**Your task**
Among the lines below, return each one that contains the word "RefCell".

**Data extracts**

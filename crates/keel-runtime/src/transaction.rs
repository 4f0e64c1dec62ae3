#![forbid(unsafe_code)]

//! Snapshot-based transactions.
//!
//! A [`Transaction`] captures the store's current `Rc` when it begins.
//! Committed states are immutable, so holding that pointer is a full
//! snapshot. Rolling back restores it with one [`Update::Restore`] through
//! the normal pipeline, so plugins, persistence and the time-travel log see
//! the rollback like any other change.
//!
//! # State machine
//!
//! ```text
//! Active ──commit()──▶ Committed
//!    │
//!    └──rollback() / drop──▶ RolledBack
//! ```
//!
//! Every transaction reaches exactly one terminal state. A transaction whose
//! last handle is dropped while still active (including while unwinding from
//! a panic in its body) rolls back.
//!
//! Transactions do not isolate: a rollback restores the snapshot even if
//! unrelated writes reached the store in the meantime.

use std::cell::Cell;
use std::fmt;
use std::future::Future;
use std::rc::Rc;

use serde_json::Value;

use crate::error::{StoreError, TransactionError};
use crate::store::{Outcome, Reason, State, Store, Update};

/// Action label of the restore performed by a rollback.
pub const ROLLBACK_ACTION: &str = "@@rollback";

/// Lifecycle of a [`Transaction`].
#[derive(Debug, Clone, Copy, PartialEq, Eq, Hash)]
pub enum TransactionState {
    /// Mutations are accepted.
    Active,
    /// Finished successfully; the snapshot was discarded.
    Committed,
    /// The snapshot was restored.
    RolledBack,
}

impl fmt::Display for TransactionState {
    fn fmt(&self, f: &mut fmt::Formatter<'_>) -> fmt::Result {
        f.write_str(match self {
            Self::Active => "active",
            Self::Committed => "committed",
            Self::RolledBack => "rolled back",
        })
    }
}

struct TxInner<S: State> {
    store: Store<S>,
    snapshot: Rc<S>,
    state: Cell<TransactionState>,
}

impl<S: State> TxInner<S> {
    fn expect_active(&self) -> Result<(), StoreError> {
        match self.state.get() {
            TransactionState::Active => Ok(()),
            actual => Err(StoreError::InvalidTransactionState {
                expected: TransactionState::Active,
                actual,
            }),
        }
    }

    fn rollback(&self) -> Result<(), StoreError> {
        self.expect_active()?;
        self.state.set(TransactionState::RolledBack);
        tracing::debug!(store = %self.store.name(), "transaction rolled back");
        let outcome =
            self.store.mutate(Update::Restore(Rc::clone(&self.snapshot)), ROLLBACK_ACTION)?;
        match outcome {
            Outcome::NoChange(Reason::Vetoed { plugin }) => Err(StoreError::RollbackVetoed {
                store: self.store.name().to_string(),
                plugin,
            }),
            Outcome::NoChange(Reason::Equal) | Outcome::Committed(_) => Ok(()),
        }
    }
}

impl<S: State> Drop for TxInner<S> {
    fn drop(&mut self) {
        if self.state.get() != TransactionState::Active {
            return;
        }
        tracing::warn!(store = %self.store.name(), "active transaction dropped, rolling back");
        if let Err(err) = self.rollback() {
            tracing::error!(store = %self.store.name(), error = %err, "rollback on drop failed");
        }
    }
}

/// A unit of work on one store. Clones share the same transaction.
pub struct Transaction<S: State> {
    inner: Rc<TxInner<S>>,
}

impl<S: State> Clone for Transaction<S> {
    fn clone(&self) -> Self {
        Self {
            inner: Rc::clone(&self.inner),
        }
    }
}

impl<S: State> Transaction<S> {
    /// Current lifecycle state.
    #[must_use]
    pub fn state(&self) -> TransactionState {
        self.inner.state.get()
    }

    /// State captured when the transaction began.
    #[must_use]
    pub fn snapshot(&self) -> &Rc<S> {
        &self.inner.snapshot
    }

    /// Store the transaction works on.
    #[must_use]
    pub fn store(&self) -> &Store<S> {
        &self.inner.store
    }

    /// Mutate the store as part of this transaction.
    ///
    /// # Errors
    ///
    /// [`StoreError::InvalidTransactionState`] once the transaction has
    /// finished, otherwise whatever [`Store::mutate`] reports.
    pub fn mutate(&self, update: Update<'_, S>, action: &str) -> Result<Outcome<S>, StoreError> {
        self.inner.expect_active()?;
        self.inner.store.mutate(update, action)
    }

    /// [`Store::set`] within the transaction.
    ///
    /// # Errors
    ///
    /// See [`mutate`](Self::mutate).
    pub fn set(&self, action: &str, next: S) -> Result<Outcome<S>, StoreError> {
        self.mutate(Update::Replace(next), action)
    }

    /// [`Store::update`] within the transaction.
    ///
    /// # Errors
    ///
    /// See [`mutate`](Self::mutate).
    pub fn update(&self, action: &str, f: impl FnOnce(&S) -> S) -> Result<Outcome<S>, StoreError> {
        self.mutate(Update::compute(f), action)
    }

    /// [`Store::patch`] within the transaction.
    ///
    /// # Errors
    ///
    /// See [`mutate`](Self::mutate).
    pub fn patch(&self, action: &str, f: impl FnOnce(&mut S)) -> Result<Outcome<S>, StoreError> {
        self.mutate(Update::draft(f), action)
    }

    /// [`Store::merge`] within the transaction.
    ///
    /// # Errors
    ///
    /// See [`mutate`](Self::mutate).
    pub fn merge(&self, action: &str, partial: Value) -> Result<Outcome<S>, StoreError> {
        self.mutate(Update::Merge(partial), action)
    }

    /// Finish successfully.
    ///
    /// # Errors
    ///
    /// [`StoreError::InvalidTransactionState`] unless active.
    pub fn commit(&self) -> Result<(), StoreError> {
        self.inner.expect_active()?;
        self.inner.state.set(TransactionState::Committed);
        tracing::debug!(store = %self.inner.store.name(), "transaction committed");
        Ok(())
    }

    /// Restore the snapshot.
    ///
    /// The transaction is `RolledBack` even if the restoring mutation fails.
    ///
    /// # Errors
    ///
    /// [`StoreError::InvalidTransactionState`] unless active,
    /// [`StoreError::RollbackVetoed`] if a plugin vetoed the restore, or the
    /// error of the restoring mutation.
    pub fn rollback(&self) -> Result<(), StoreError> {
        self.inner.rollback()
    }
}

impl<S: State> fmt::Debug for Transaction<S> {
    fn fmt(&self, f: &mut fmt::Formatter<'_>) -> fmt::Result {
        f.debug_struct("Transaction")
            .field("store", &self.inner.store.name())
            .field("state", &self.inner.state.get())
            .finish()
    }
}

impl<S: State> Store<S> {
    /// Start a transaction capturing the current state.
    ///
    /// # Errors
    ///
    /// [`StoreError::Destroyed`] if the store has been destroyed.
    pub fn begin_transaction(&self) -> Result<Transaction<S>, StoreError> {
        if self.is_destroyed() {
            return Err(StoreError::Destroyed(self.name().to_string()));
        }
        tracing::debug!(store = %self.name(), version = self.version(), "transaction begun");
        Ok(Transaction {
            inner: Rc::new(TxInner {
                store: self.clone(),
                snapshot: self.state(),
                state: Cell::new(TransactionState::Active),
            }),
        })
    }

    /// Run `body` in a transaction: commit on `Ok`, roll back on `Err`.
    ///
    /// A body that already committed or rolled back is left alone.
    ///
    /// ```
    /// use keel_runtime::{Store, StoreConfig, TransactionError};
    ///
    /// let stock = Store::new(StoreConfig::new("stock"), || 10_i32).unwrap();
    /// let result = stock.transaction(|tx| {
    ///     tx.update("reserve", |n| n - 4).map_err(|e| e.to_string())?;
    ///     if *tx.store().state() < 8 {
    ///         return Err("would drop below 8".to_string());
    ///     }
    ///     Ok(())
    /// });
    /// assert!(matches!(result, Err(TransactionError::Body(_))));
    /// assert_eq!(*stock.state(), 10);
    /// ```
    ///
    /// # Errors
    ///
    /// [`TransactionError::Body`] after rolling back, or
    /// [`TransactionError::Store`] if the transaction could not start or commit.
    pub fn transaction<T, E>(
        &self,
        body: impl FnOnce(&Transaction<S>) -> Result<T, E>,
    ) -> Result<T, TransactionError<E>> {
        let tx = self.begin_transaction()?;
        let result = body(&tx);
        finish(&tx, result)
    }

    /// Async form of [`transaction`](Self::transaction). The body receives
    /// an owned handle it can hold across `.await` points.
    ///
    /// # Errors
    ///
    /// See [`transaction`](Self::transaction).
    pub async fn transaction_async<T, E, F, Fut>(&self, body: F) -> Result<T, TransactionError<E>>
    where
        F: FnOnce(Transaction<S>) -> Fut,
        Fut: Future<Output = Result<T, E>>,
    {
        let tx = self.begin_transaction()?;
        let result = body(tx.clone()).await;
        finish(&tx, result)
    }
}

fn finish<S: State, T, E>(
    tx: &Transaction<S>,
    result: Result<T, E>,
) -> Result<T, TransactionError<E>> {
    let active = tx.state() == TransactionState::Active;
    match result {
        Ok(value) => {
            if active {
                tx.commit()?;
            }
            Ok(value)
        }
        Err(err) => {
            if active && let Err(rollback) = tx.rollback() {
                tracing::error!(store = %tx.store().name(), error = %rollback, "rollback failed");
            }
            Err(TransactionError::Body(err))
        }
    }
}
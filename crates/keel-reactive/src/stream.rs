#![forbid(unsafe_code)]

//! Push-based event stream.
//!
//! Unlike [`Observable`](crate::Observable), an [`EventStream`] does not
//! deduplicate: every [`emit`](EventStream::emit) reaches every subscriber,
//! and inside a [`BatchScope`](crate::BatchScope) every emission is queued.
//! The last emitted value is retained so the stream can also be read.

use std::cell::RefCell;
use std::rc::Rc;

use crate::batch::defer_or_run;
use crate::subscribable::{Listeners, Subscribable, Subscription};

struct Inner<T> {
    last: T,
    emitted: u64,
    listeners: Listeners<T>,
}

/// A multicast stream that remembers its latest value.
pub struct EventStream<T> {
    inner: Rc<RefCell<Inner<T>>>,
}

impl<T> Clone for EventStream<T> {
    fn clone(&self) -> Self {
        Self {
            inner: Rc::clone(&self.inner),
        }
    }
}

impl<T: Clone + 'static> EventStream<T> {
    /// Create a stream whose `get()` returns `initial` until the first emission.
    #[must_use]
    pub fn new(initial: T) -> Self {
        Self {
            inner: Rc::new(RefCell::new(Inner {
                last: initial,
                emitted: 0,
                listeners: Listeners::new(),
            })),
        }
    }

    /// Push `value` to every subscriber.
    pub fn emit(&self, value: T) {
        {
            let mut inner = self.inner.borrow_mut();
            inner.last = value.clone();
            inner.emitted += 1;
        }
        let weak = Rc::downgrade(&self.inner);
        defer_or_run(None, move || {
            let Some(inner) = weak.upgrade() else {
                return;
            };
            let callbacks = inner.borrow_mut().listeners.live();
            for callback in callbacks {
                callback(&value);
            }
        });
    }

    /// Latest emitted value (or the initial one).
    #[must_use]
    pub fn get(&self) -> T {
        self.inner.borrow().last.clone()
    }

    /// Number of emissions so far.
    #[must_use]
    pub fn emitted(&self) -> u64 {
        self.inner.borrow().emitted
    }

    /// Register a listener for future emissions.
    pub fn subscribe(&self, callback: impl Fn(&T) + 'static) -> Subscription {
        self.inner.borrow_mut().listeners.add(Box::new(callback))
    }

    /// Number of live subscribers.
    #[must_use]
    pub fn subscriber_count(&self) -> usize {
        self.inner.borrow().listeners.len()
    }
}

impl<T: Clone + 'static> Subscribable<T> for EventStream<T> {
    fn get(&self) -> T {
        EventStream::get(self)
    }

    fn subscribe(&self, listener: Box<dyn Fn(&T)>) -> Subscription {
        self.inner.borrow_mut().listeners.add(listener)
    }
}

impl<T: std::fmt::Debug> std::fmt::Debug for EventStream<T> {
    fn fmt(&self, f: &mut std::fmt::Formatter<'_>) -> std::fmt::Result {
        let inner = self.inner.borrow();
        f.debug_struct("EventStream")
            .field("last", &inner.last)
            .field("emitted", &inner.emitted)
            .finish()
    }
}
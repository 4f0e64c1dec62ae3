#![forbid(unsafe_code)]

//! The subscribable-value capability and its RAII subscription guard.
//!
//! [`Subscribable`] is the whole contract a binding layer needs from a keel
//! value: read the current value, and register a listener for changes. The
//! store engine depends only on this trait, never on a concrete cell type.

use std::any::Any;
use std::rc::{Rc, Weak};

/// Minimal capability interface for a value that can be read and observed.
///
/// Implemented by [`Observable`](crate::Observable) (pull-based cell),
/// [`EventStream`](crate::EventStream) (push-based stream) and
/// [`Selector`](crate::Selector) (derived value).
pub trait Subscribable<T> {
    /// Current value.
    fn get(&self) -> T;

    /// Register `listener`; it stays registered while the returned
    /// [`Subscription`] is alive.
    fn subscribe(&self, listener: Box<dyn Fn(&T)>) -> Subscription;
}

/// RAII guard for a registered listener.
///
/// The source only keeps a `Weak` reference to the listener; this guard owns
/// the strong one. Dropping the guard therefore unsubscribes.
#[must_use = "dropping a Subscription unsubscribes immediately"]
pub struct Subscription {
    guard: Option<Box<dyn Any>>,
}

impl Subscription {
    pub(crate) fn new<T: 'static>(callback: Rc<dyn Fn(&T)>) -> Self {
        Self {
            guard: Some(Box::new(callback)),
        }
    }

    /// A subscription that is not attached to anything.
    ///
    /// Returned when subscribing to a source that can no longer emit (for
    /// example a destroyed store).
    pub fn detached() -> Self {
        Self { guard: None }
    }

    /// Whether this guard still holds a listener.
    #[must_use]
    pub fn is_attached(&self) -> bool {
        self.guard.is_some()
    }

    /// Explicitly unsubscribe. Equivalent to dropping the guard.
    pub fn unsubscribe(mut self) {
        self.guard = None;
    }
}

impl std::fmt::Debug for Subscription {
    fn fmt(&self, f: &mut std::fmt::Formatter<'_>) -> std::fmt::Result {
        f.debug_struct("Subscription")
            .field("attached", &self.guard.is_some())
            .finish()
    }
}

/// Registration-ordered listener list shared by the concrete sources.
pub(crate) struct Listeners<T> {
    slots: Vec<Weak<dyn Fn(&T)>>,
}

impl<T: 'static> Listeners<T> {
    pub(crate) fn new() -> Self {
        Self { slots: Vec::new() }
    }

    pub(crate) fn add(&mut self, callback: Box<dyn Fn(&T)>) -> Subscription {
        let strong: Rc<dyn Fn(&T)> = Rc::from(callback);
        self.slots.push(Rc::downgrade(&strong));
        Subscription::new(strong)
    }

    /// Upgrade the live listeners, pruning dropped ones.
    ///
    /// The returned handles are invoked after the caller has released its
    /// borrow of the source, so listeners may touch the source freely.
    pub(crate) fn live(&mut self) -> Vec<Rc<dyn Fn(&T)>> {
        self.slots.retain(|w| w.strong_count() > 0);
        self.slots.iter().filter_map(Weak::upgrade).collect()
    }

    pub(crate) fn len(&self) -> usize {
        self.slots.iter().filter(|w| w.strong_count() > 0).count()
    }

    pub(crate) fn clear(&mut self) {
        self.slots.clear();
    }
}
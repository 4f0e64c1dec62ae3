#![forbid(unsafe_code)]

//! Leaf building blocks of the keel state engine.
//!
//! - [`comparator`]: snapshot comparators deciding whether a candidate state
//!   is a change.
//! - [`diff`]: structural diffing of JSON-projected states.
//! - [`persistence`]: namespaced key/value persistence with pluggable codecs
//!   and storage backends.
//! - [`clock`]: monotonic clocks for schedulers and epoch timestamps.

pub mod clock;
pub mod comparator;
pub mod diff;
pub mod persistence;

pub use clock::{Clock, ManualClock, SystemClock, epoch_millis};
pub use comparator::Comparator;
pub use diff::{DiffKind, StateDiff, diff, diff_states};
pub use persistence::{
    FileStorage, FnCodec, JsonCodec, MemoryStorage, PersistenceAdapter, PersistenceError,
    StateCodec, StorageBackend,
};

**Result of the exercise**
use std::cell::RefCell;
    inner: Rc<RefCell<Inner<T>>>,
            inner: Rc::new(RefCell::new(Inner {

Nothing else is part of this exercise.